→ TASK GOAL: Which lines of the data contain the string "SourceKind"? Show each of them.

-- WORKING DATA follows --

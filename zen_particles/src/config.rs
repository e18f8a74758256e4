//! Application configuration, loaded from TOML with per-field defaults.
//!
//! ```toml
//! particle_count    = 8000
//! initial_shape     = "heart"
//! initial_color     = "#ff0055"
//! palette           = ["#ff0055", "#00ffff", "#ffaa00", "#aa00ff", "#ffffff", "#00ff66"]
//! frame_interval_ms = 16
//! gesture_rate_hz   = 30.0
//! source            = "sim"
//! window_width      = 1280
//! window_height     = 720
//! ```

use std::fs;
use std::path::Path;

use anyhow::{bail, Context};
use particle_field::{Appearance, Rgb, ShapeKind};
use serde::{Deserialize, Serialize};
use tracing::{debug, info};

use crate::cli::Args;

// ════════════════════════════════════════════════════════════════════════════
// SourceKind
// ════════════════════════════════════════════════════════════════════════════

/// Where gesture readings come from.
#[derive(Clone, Copy, Debug, Default, PartialEq, Eq, Serialize, Deserialize, clap::ValueEnum)]
#[serde(rename_all = "lowercase")]
pub enum SourceKind {
    /// Keyboard-driven simulated hands.
    #[default]
    Sim,
    /// LeapMotion controller (needs the `leap` feature).
    Leap,
}

// ════════════════════════════════════════════════════════════════════════════
// AppConfig
// ════════════════════════════════════════════════════════════════════════════

#[derive(Clone, Debug, PartialEq, Serialize, Deserialize)]
pub struct AppConfig {
    #[serde(default = "AppConfig::default_particle_count")]
    pub particle_count: usize,
    #[serde(default = "AppConfig::default_initial_shape")]
    pub initial_shape: String,
    #[serde(default = "AppConfig::default_initial_color")]
    pub initial_color: String,
    #[serde(default = "AppConfig::default_palette")]
    pub palette: Vec<String>,
    #[serde(default = "AppConfig::default_frame_interval_ms")]
    pub frame_interval_ms: u64,
    #[serde(default = "AppConfig::default_gesture_rate_hz")]
    pub gesture_rate_hz: f32,
    #[serde(default)]
    pub source: SourceKind,
    #[serde(default = "AppConfig::default_window_width")]
    pub window_width: usize,
    #[serde(default = "AppConfig::default_window_height")]
    pub window_height: usize,
}

impl AppConfig {
    /// Upper bound on `particle_count`, from any source.
    pub const MAX_PARTICLES: usize = 200_000;

    fn default_particle_count() -> usize { 8000 }
    fn default_initial_shape() -> String { "heart".to_string() }
    fn default_initial_color() -> String { "#ff0055".to_string() }
    fn default_palette() -> Vec<String> {
        ["#ff0055", "#00ffff", "#ffaa00", "#aa00ff", "#ffffff", "#00ff66"]
            .iter()
            .map(|s| s.to_string())
            .collect()
    }
    fn default_frame_interval_ms() -> u64 { 16 }
    fn default_gesture_rate_hz() -> f32 { 30.0 }
    fn default_window_width() -> usize { 1280 }
    fn default_window_height() -> usize { 720 }

    /// Read `path`, or fall back to defaults when the file does not exist.
    pub fn load(path: impl AsRef<Path>) -> anyhow::Result<Self> {
        let path = path.as_ref();
        if !path.exists() {
            debug!(path = %path.display(), "no config file, using defaults");
            return Ok(Self::default());
        }
        let text = fs::read_to_string(path)
            .with_context(|| format!("reading config {}", path.display()))?;
        let cfg: AppConfig = toml::from_str(&text)
            .with_context(|| format!("parsing config {}", path.display()))?;
        info!(path = %path.display(), "loaded config");
        Ok(cfg)
    }

    /// Command-line flags win over the file.
    pub fn apply_args(&mut self, args: &Args) {
        if let Some(shape) = &args.shape {
            self.initial_shape = shape.clone();
        }
        if let Some(color) = &args.color {
            self.initial_color = color.clone();
        }
        if let Some(count) = args.count {
            self.particle_count = count;
        }
        if let Some(source) = args.source {
            self.source = source;
        }
    }

    /// Reject settings the app cannot run with.
    pub fn validate(&self) -> anyhow::Result<()> {
        if !(1..=Self::MAX_PARTICLES).contains(&self.particle_count) {
            bail!("particle_count must be 1..={}, got {}", Self::MAX_PARTICLES, self.particle_count);
        }
        if self.frame_interval_ms == 0 {
            bail!("frame_interval_ms must be at least 1");
        }
        if !(self.gesture_rate_hz.is_finite() && self.gesture_rate_hz > 0.0) {
            bail!("gesture_rate_hz must be positive, got {}", self.gesture_rate_hz);
        }
        if self.window_width < 320 || self.window_height < 240 {
            bail!("window must be at least 320×240, got {}×{}", self.window_width, self.window_height);
        }
        self.tint()?;
        self.palette_colors()?;
        Ok(())
    }

    pub fn shape(&self) -> ShapeKind {
        ShapeKind::from_name(&self.initial_shape)
    }

    pub fn tint(&self) -> anyhow::Result<Rgb> {
        Rgb::from_hex(&self.initial_color)
            .with_context(|| format!("invalid color {:?}", self.initial_color))
    }

    /// Parsed palette.  An empty list is allowed; colour cycling then does
    /// nothing.
    pub fn palette_colors(&self) -> anyhow::Result<Vec<Rgb>> {
        self.palette
            .iter()
            .map(|s| Rgb::from_hex(s).with_context(|| format!("invalid palette color {:?}", s)))
            .collect()
    }

    pub fn appearance(&self) -> anyhow::Result<Appearance> {
        Ok(Appearance { shape: self.shape(), tint: self.tint()? })
    }
}

impl Default for AppConfig {
    fn default() -> Self {
        AppConfig {
            particle_count:    Self::default_particle_count(),
            initial_shape:     Self::default_initial_shape(),
            initial_color:     Self::default_initial_color(),
            palette:           Self::default_palette(),
            frame_interval_ms: Self::default_frame_interval_ms(),
            gesture_rate_hz:   Self::default_gesture_rate_hz(),
            source:            SourceKind::default(),
            window_width:      Self::default_window_width(),
            window_height:     Self::default_window_height(),
        }
    }
}

// ════════════════════════════════════════════════════════════════════════════
// Tests
// ════════════════════════════════════════════════════════════════════════════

-- WORKING DATA concluded --

→ SOLUTION:
// SourceKind
pub enum SourceKind {
    pub source: SourceKind,
            source:            SourceKind::default(),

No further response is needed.